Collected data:
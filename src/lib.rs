//! Compute-once caching for concurrent code.
//!
//! [`AtomicMap`] is a sharded hash map whose single-key operations (load,
//! store, load-or-store, swap, compare-and-swap, ...) are atomic and whose
//! whole-map reads work on consistent snapshots. [`MemoCache`] builds on it
//! to run a loader at most once per key no matter how many callers race for
//! that key.
//!
//! ```
//! use onceshard::MemoCache;
//!
//! let cache = MemoCache::<u32, String, std::io::Error>::new();
//! let greeting = cache.get_or_load(7, |k| Ok(format!("hello {k}"))).unwrap();
//! assert_eq!(greeting.value().map(String::as_str), Some("hello 7"));
//! ```

pub mod cache;
mod error;
pub mod map;
mod once;

pub use cache::{MemoCache, MemoCacheBuilder, Memoized};
pub use error::{Error, Result};
pub use map::{AtomicMap, AtomicMapBuilder, MAX_SHARDS};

■ PROBLEM TO WORK ON
Copy each line containing the word "MemoCache" from the data.

■ FINISHED TASK
//! whole-map reads work on consistent snapshots. [`MemoCache`] builds on it
//! use onceshard::MemoCache;
//! let cache = MemoCache::<u32, String, std::io::Error>::new();
pub use cache::{MemoCache, MemoCacheBuilder, Memoized};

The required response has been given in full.